Interpretable Temporal Facial-Region Motion Analysis for In-the-Wild Parkinson's Disease Video Classification
Pith reviewed 2026-06-27 16:56 UTC · model grok-4.3
The pith
Normalized velocity descriptors from 14 facial regions classify in-the-wild Parkinson's videos at 0.826 balanced accuracy using a Random Forest.
A machine-rendered reading of the paper's core claim, the machinery that carries it, and where it could break.
Core claim
Normalized velocity descriptors computed over 14 predefined facial regions, when fed to a Random Forest, reach 0.826 balanced accuracy and 0.855 AUROC on the held-out YouTubePD test split; the same representation remains stable across ten random seeds (0.810 ± 0.018 balanced accuracy). Static geometry, un-normalized velocity, relative velocity, and a GRU sequence model all underperform this combination under identical protocol. Region ablation and permutation importance further show that the method is interpretable at the level of individual facial areas.
What carries the argument
Normalized velocity descriptors: per-region Euclidean displacements between consecutive frames, scaled by the inter-ocular distance of that frame, aggregated over time and used as input features to a Random Forest classifier.
If this is right
- The representation is stable enough that performance does not depend on a single random seed.

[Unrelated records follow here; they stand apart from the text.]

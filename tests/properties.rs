//! Property tests for the lease protocol, cleanup and the write path.

use std::sync::Arc;
use std::time::Duration;

use proptest::prelude::*;
use tokio_util::sync::CancellationToken;

use shapesync::{CleanupMonitor, LockManager, MemorySessionStore, MemoryShapeStore, RetryPolicy, ShapeRepo, ShapeStore};
use shapesync_core::{
    CanvasId, CleanupKey, CleanupRecord, NewShape, Point, SessionId, ShapeId, ShapeStyle, SyncError, UserId,
};

const USERS: [&str; 3] = ["alice", "bob", "carol"];
const SHAPES: usize = 4;

fn runtime() -> tokio::runtime::Runtime {
    tokio::runtime::Builder::new_current_thread()
        .enable_all()
        .build()
        .unwrap()
}

struct World {
    shapes: MemoryShapeStore,
    sessions: MemorySessionStore,
    repo: ShapeRepo,
    monitor: CleanupMonitor,
    locks: Vec<LockManager>,
}

impl World {
    fn new() -> Self {
        let shapes = MemoryShapeStore::new();
        let sessions = MemorySessionStore::new();
        let repo = ShapeRepo::new(Arc::new(shapes.clone()), CanvasId::from("main"), RetryPolicy::no_retry());
        let monitor = CleanupMonitor::new(repo.clone(), Arc::new(sessions.clone()), Duration::from_secs(5));
        let locks = USERS
            .iter()
            .map(|u| LockManager::new(repo.clone(), Arc::new(sessions.clone()), SessionId::from(format!("{u}-tab"))))
            .collect();
        Self {
            shapes,
            sessions,
            repo,
            monitor,
            locks,
        }
    }
}

#[derive(Debug, Clone)]
enum Op {
    Acquire { user: usize, shape: usize, origin: Option<(i16, i16)> },
    Release { user: usize, shape: usize },
    Disconnect { user: usize },
}

fn op_strategy() -> impl Strategy<Value = Op> {
    prop_oneof![
        4 => (0..USERS.len(), 0..SHAPES, proptest::option::of((any::<i16>(), any::<i16>())))
            .prop_map(|(user, shape, origin)| Op::Acquire { user, shape, origin }),
        2 => (0..USERS.len(), 0..SHAPES).prop_map(|(user, shape)| Op::Release { user, shape }),
        1 => (0..USERS.len()).prop_map(|user| Op::Disconnect { user }),
    ]
}

fn user(idx: usize) -> UserId {
    UserId::from(USERS[idx])
}

proptest! {
    #![proptest_config(ProptestConfig::with_cases(64))]

    /// No user ever holds more than one shape, whatever order leases are
    /// taken, released and abandoned in.
    #[test]
    fn single_lease_per_user(ops in proptest::collection::vec(op_strategy(), 1..40)) {
        runtime().block_on(async {
            let world = World::new();
            let drafts = (0..SHAPES).map(|i| NewShape::rectangle(i as f64, 0.0, 1.0, 1.0)).collect();
            let ids: Vec<ShapeId> = world
                .repo
                .batch_create(drafts, &user(0))
                .await
                .unwrap()
                .into_iter()
                .map(|s| s.id)
                .collect();

            for op in ops {
                match op {
                    Op::Acquire { user: u, shape, origin } => {
                        let origin = origin.map(|(x, y)| Point::new(x as f64, y as f64));
                        let result = world.locks[u]
                            .acquire(&ids[shape], &user(u), origin, &CancellationToken::new())
                            .await;
                        if let Err(e) = result {
                            prop_assert!(matches!(e, SyncError::LockConflict { .. }), "unexpected {e:?}");
                        }
                    }
                    Op::Release { user: u, shape } => {
                        // only the holder releases in a well-behaved client
                        let held = world.repo.require(&ids[shape]).await.unwrap();
                        if held.lock_holder() == Some(&user(u)) {
                            world.locks[u].release(&ids[shape], &user(u)).await.unwrap();
                        }
                    }
                    Op::Disconnect { user: u } => {
                        let session = world.locks[u].session_id().clone();
                        world.sessions.disconnect(&session);
                        world.sessions.reconnect(&session);
                        world.monitor.process_pending().await;
                    }
                }

                let snapshot = world.repo.list().await.unwrap();
                for u in 0..USERS.len() {
                    let held = snapshot.iter().filter(|s| s.lock_holder() == Some(&user(u))).count();
                    prop_assert!(held <= 1, "{} holds {held} shapes", USERS[u]);
                }
                for shape in &snapshot {
                    prop_assert_eq!(shape.lock.is_locked, shape.lock.locked_by.is_some());
                }
            }
            Ok(())
        })?;
    }

    /// Applying the same cleanup record twice ends where applying it once does.
    #[test]
    fn cleanup_is_idempotent(
        holder in prop_oneof![Just(None), Just(Some(0usize)), Just(Some(1usize))],
        origin in proptest::option::of((-500.0f64..500.0, -500.0f64..500.0)),
    ) {
        runtime().block_on(async {
            let world = World::new();
            let shape = world
                .repo
                .create(NewShape::rectangle(10.0, 10.0, 5.0, 5.0), &user(0))
                .await
                .unwrap();
            if let Some(h) = holder {
                world.repo.commit_lock_swap(&[], &shape.id, &user(h)).await.unwrap();
            }

            let origin = origin.map(|(x, y)| Point::new(x, y));
            let key = CleanupKey::new("alice-tab".into(), user(0), shape.id.clone());
            let record = CleanupRecord::for_lease("main".into(), user(0), shape.id.clone(), origin, 1);

            world.monitor.process(&key, &record).await;
            let once = world.repo.require(&shape.id).await.unwrap();
            world.monitor.process(&key, &record).await;
            let twice = world.repo.require(&shape.id).await.unwrap();

            prop_assert_eq!(&once, &twice);
            if holder == Some(0) {
                prop_assert!(!once.lock.is_locked);
                if let Some(p) = origin {
                    prop_assert_eq!(once.position(), p);
                }
            } else {
                let expected_holder = holder.map(user);
                prop_assert_eq!(once.lock_holder(), expected_holder.as_ref());
                prop_assert_eq!(once.position(), Point::new(10.0, 10.0));
            }
            Ok(())
        })?;
    }

    /// A batch with any invalid member leaves the store untouched.
    #[test]
    fn batch_create_is_all_or_nothing(
        widths in proptest::collection::vec(-5.0f64..50.0, 1..8),
    ) {
        runtime().block_on(async {
            let world = World::new();
            let drafts: Vec<NewShape> = widths.iter().map(|w| NewShape::rectangle(0.0, 0.0, *w, 1.0)).collect();
            let result = world.repo.batch_create(drafts, &user(0)).await;
            let stored = world.shapes.list(&CanvasId::from("main")).await.unwrap();

            if widths.iter().any(|w| *w < 0.0) {
                prop_assert!(result.is_err());
                prop_assert!(stored.is_empty());
            } else {
                prop_assert_eq!(stored.len(), widths.len());
            }
            Ok(())
        })?;
    }

    /// Caller-supplied fields survive a create and read back unchanged.
    #[test]
    fn create_then_read_round_trips(
        x in -1e6f64..1e6,
        y in -1e6f64..1e6,
        w in 0.0f64..1e4,
        h in 0.0f64..1e4,
        opacity in 0.0f64..=1.0,
        rotation in 0.0f64..360.0,
        fill in proptest::option::of("#[0-9a-f]{6}"),
    ) {
        runtime().block_on(async {
            let world = World::new();
            let style = ShapeStyle {
                fill,
                opacity,
                rotation,
                ..ShapeStyle::default()
            };
            let draft = NewShape::circle(x, y, w, h).with_style(style);
            let created = world.repo.create(draft.clone(), &user(1)).await.unwrap();
            let read = world.repo.require(&created.id).await.unwrap();

            prop_assert_eq!(&read.body, &draft.body);
            prop_assert_eq!(&read.style, &draft.style);
            prop_assert!(read.audit.created_at > 0);
            prop_assert_eq!(&read.audit.created_by, &user(1));
            prop_assert!(!read.lock.is_locked);
            prop_assert!(read.lock.locked_by.is_none());
            Ok(())
        })?;
    }
}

- Ablation shows that performance drops when any of the 14 regions is removed, indicating distributed rather than single-region information.
- Permutation importance ranks regions consistently, supplying an explicit map from motion statistics to classification decisions.
- The same descriptors remain competitive with a recurrent baseline while remaining fully interpretable by inspection of feature importances.
Where Pith is reading between the lines
- Because the features are derived only from 2D keypoints, the pipeline could be re-run on any existing video archive without new recordings.
- If the same descriptors were computed on videos paired with MDS-UPDRS facial scores, a regression extension might test whether motion magnitude tracks clinical severity.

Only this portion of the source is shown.